▶ **Your task**: Working line by line, output the entries below exactly as they appear.

Records provided START

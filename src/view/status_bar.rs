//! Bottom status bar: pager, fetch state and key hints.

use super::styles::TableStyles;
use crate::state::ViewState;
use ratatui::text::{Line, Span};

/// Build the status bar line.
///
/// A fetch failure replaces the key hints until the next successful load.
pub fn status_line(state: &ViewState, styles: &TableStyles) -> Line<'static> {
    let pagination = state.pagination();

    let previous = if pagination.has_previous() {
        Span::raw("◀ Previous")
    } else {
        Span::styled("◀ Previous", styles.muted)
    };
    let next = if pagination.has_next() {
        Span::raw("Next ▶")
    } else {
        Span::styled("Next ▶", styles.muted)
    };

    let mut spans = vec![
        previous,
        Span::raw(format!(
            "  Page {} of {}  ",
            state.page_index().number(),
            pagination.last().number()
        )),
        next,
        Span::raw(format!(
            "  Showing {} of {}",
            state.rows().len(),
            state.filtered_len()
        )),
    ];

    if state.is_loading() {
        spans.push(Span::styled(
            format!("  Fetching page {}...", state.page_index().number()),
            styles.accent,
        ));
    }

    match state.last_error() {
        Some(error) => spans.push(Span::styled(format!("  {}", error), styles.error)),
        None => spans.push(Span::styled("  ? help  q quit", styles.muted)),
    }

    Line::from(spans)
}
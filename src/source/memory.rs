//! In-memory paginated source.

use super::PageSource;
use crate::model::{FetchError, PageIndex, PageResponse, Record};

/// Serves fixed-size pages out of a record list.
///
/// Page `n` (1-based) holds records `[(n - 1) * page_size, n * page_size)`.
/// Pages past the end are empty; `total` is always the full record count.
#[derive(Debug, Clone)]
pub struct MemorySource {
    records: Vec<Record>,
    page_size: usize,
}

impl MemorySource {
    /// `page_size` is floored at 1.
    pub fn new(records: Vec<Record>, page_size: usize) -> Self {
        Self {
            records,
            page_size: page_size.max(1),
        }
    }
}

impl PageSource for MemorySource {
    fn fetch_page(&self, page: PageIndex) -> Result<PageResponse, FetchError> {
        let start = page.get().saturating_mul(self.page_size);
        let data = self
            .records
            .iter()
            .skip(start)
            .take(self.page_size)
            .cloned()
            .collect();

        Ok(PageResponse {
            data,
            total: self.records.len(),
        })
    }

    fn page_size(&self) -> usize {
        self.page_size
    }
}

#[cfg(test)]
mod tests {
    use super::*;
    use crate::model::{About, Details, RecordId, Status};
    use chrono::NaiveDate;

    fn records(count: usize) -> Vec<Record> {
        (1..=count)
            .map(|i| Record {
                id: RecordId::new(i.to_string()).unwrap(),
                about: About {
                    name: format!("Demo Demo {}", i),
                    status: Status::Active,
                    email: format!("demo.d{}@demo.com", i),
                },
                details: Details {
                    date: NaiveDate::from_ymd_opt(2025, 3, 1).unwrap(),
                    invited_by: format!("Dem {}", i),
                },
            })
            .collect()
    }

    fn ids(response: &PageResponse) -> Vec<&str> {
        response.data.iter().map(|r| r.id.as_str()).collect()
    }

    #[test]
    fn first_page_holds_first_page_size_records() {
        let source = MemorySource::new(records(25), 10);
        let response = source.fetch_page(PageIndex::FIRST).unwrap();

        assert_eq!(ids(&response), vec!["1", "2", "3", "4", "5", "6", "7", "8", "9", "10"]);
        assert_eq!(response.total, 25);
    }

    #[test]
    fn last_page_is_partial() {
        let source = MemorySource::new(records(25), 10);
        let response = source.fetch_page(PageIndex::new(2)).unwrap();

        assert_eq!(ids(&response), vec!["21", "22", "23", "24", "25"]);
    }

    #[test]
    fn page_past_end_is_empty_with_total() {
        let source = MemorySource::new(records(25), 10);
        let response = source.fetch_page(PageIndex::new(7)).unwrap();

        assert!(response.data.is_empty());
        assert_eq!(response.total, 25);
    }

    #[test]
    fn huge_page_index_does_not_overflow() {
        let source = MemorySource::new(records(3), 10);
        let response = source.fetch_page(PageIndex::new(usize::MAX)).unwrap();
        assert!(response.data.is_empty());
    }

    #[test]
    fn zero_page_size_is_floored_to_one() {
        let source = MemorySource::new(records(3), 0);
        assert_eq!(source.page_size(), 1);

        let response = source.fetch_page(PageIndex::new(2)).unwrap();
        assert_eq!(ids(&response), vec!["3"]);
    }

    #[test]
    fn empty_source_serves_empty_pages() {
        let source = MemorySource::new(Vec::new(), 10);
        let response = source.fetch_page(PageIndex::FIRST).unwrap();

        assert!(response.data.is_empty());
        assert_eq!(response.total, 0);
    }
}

Records provided END

▶ **Exercise result**:
filename src/view/status_bar.rs
//! Bottom status bar: pager, fetch state and key hints.

use super::styles::TableStyles;
use crate::state::ViewState;
use ratatui::text::{Line, Span};

/// Build the status bar line.
///
/// A fetch failure replaces the key hints until the next successful load.
pub fn status_line(state: &ViewState, styles: &TableStyles) -> Line<'static> {
    let pagination = state.pagination();

    let previous = if pagination.has_previous() {
        Span::raw("◀ Previous")
    } else {
        Span::styled("◀ Previous", styles.muted)
    };
    let next = if pagination.has_next() {
        Span::raw("Next ▶")
    } else {
        Span::styled("Next ▶", styles.muted)
    };

    let mut spans = vec![
        previous,
        Span::raw(format!(
            "  Page {} of {}  ",
            state.page_index().number(),
            pagination.last().number()
        )),
        next,
        Span::raw(format!(
            "  Showing {} of {}",
            state.rows().len(),
            state.filtered_len()
        )),
    ];

    if state.is_loading() {
        spans.push(Span::styled(
            format!("  Fetching page {}...", state.page_index().number()),
            styles.accent,
        ));
    }

    match state.last_error() {
        Some(error) => spans.push(Span::styled(format!("  {}", error), styles.error)),
        None => spans.push(Span::styled("  ? help  q quit", styles.muted)),
    }

    Line::from(spans)
}
filename src/source/memory.rs
//! In-memory paginated source.

use super::PageSource;
use crate::model::{FetchError, PageIndex, PageResponse, Record};

/// Serves fixed-size pages out of a record list.
///
/// Page `n` (1-based) holds records `[(n - 1) * page_size, n * page_size)`.
/// Pages past the end are empty; `total` is always the full record count.
#[derive(Debug, Clone)]
pub struct MemorySource {
    records: Vec<Record>,
    page_size: usize,
}

impl MemorySource {
    /// `page_size` is floored at 1.
    pub fn new(records: Vec<Record>, page_size: usize) -> Self {
        Self {
            records,
            page_size: page_size.max(1),
        }
    }
}

impl PageSource for MemorySource {
    fn fetch_page(&self, page: PageIndex) -> Result<PageResponse, FetchError> {
        let start = page.get().saturating_mul(self.page_size);
        let data = self
            .records
            .iter()
            .skip(start)
            .take(self.page_size)
            .cloned()
            .collect();

        Ok(PageResponse {
            data,
            total: self.records.len(),
        })
    }

    fn page_size(&self) -> usize {
        self.page_size
    }
}

#[cfg(test)]
mod tests {
    use super::*;
    use crate::model::{About, Details, RecordId, Status};
    use chrono::NaiveDate;

    fn records(count: usize) -> Vec<Record> {
        (1..=count)
            .map(|i| Record {
                id: RecordId::new(i.to_string()).unwrap(),
                about: About {
                    name: format!("Demo Demo {}", i),
                    status: Status::Active,
                    email: format!("demo.d{}@demo.com", i),
                },
                details: Details {
                    date: NaiveDate::from_ymd_opt(2025, 3, 1).unwrap(),
                    invited_by: format!("Dem {}", i),
                },
            })
            .collect()
    }

    fn ids(response: &PageResponse) -> Vec<&str> {
        response.data.iter().map(|r| r.id.as_str()).collect()
    }

    #[test]
    fn first_page_holds_first_page_size_records() {
        let source = MemorySource::new(records(25), 10);
        let response = source.fetch_page(PageIndex::FIRST).unwrap();

        assert_eq!(ids(&response), vec!["1", "2", "3", "4", "5", "6", "7", "8", "9", "10"]);
        assert_eq!(response.total, 25);
    }

    #[test]
    fn last_page_is_partial() {
        let source = MemorySource::new(records(25), 10);
        let response = source.fetch_page(PageIndex::new(2)).unwrap();

        assert_eq!(ids(&response), vec!["21", "22", "23", "24", "25"]);
    }

    #[test]
    fn page_past_end_is_empty_with_total() {
        let source = MemorySource::new(records(25), 10);
        let response = source.fetch_page(PageIndex::new(7)).unwrap();

        assert!(response.data.is_empty());
        assert_eq!(response.total, 25);
    }

    #[test]
    fn huge_page_index_does_not_overflow() {
        let source = MemorySource::new(records(3), 10);
        let response = source.fetch_page(PageIndex::new(usize::MAX)).unwrap();
        assert!(response.data.is_empty());
    }

    #[test]
    fn zero_page_size_is_floored_to_one() {
        let source = MemorySource::new(records(3), 0);
        assert_eq!(source.page_size(), 1);

        let response = source.fetch_page(PageIndex::new(2)).unwrap();
        assert_eq!(ids(&response), vec!["3"]);
    }

    #[test]
    fn empty_source_serves_empty_pages() {
        let source = MemorySource::new(Vec::new(), 10);
        let response = source.fetch_page(PageIndex::FIRST).unwrap();

        assert!(response.data.is_empty());
        assert_eq!(response.total, 0);
    }
}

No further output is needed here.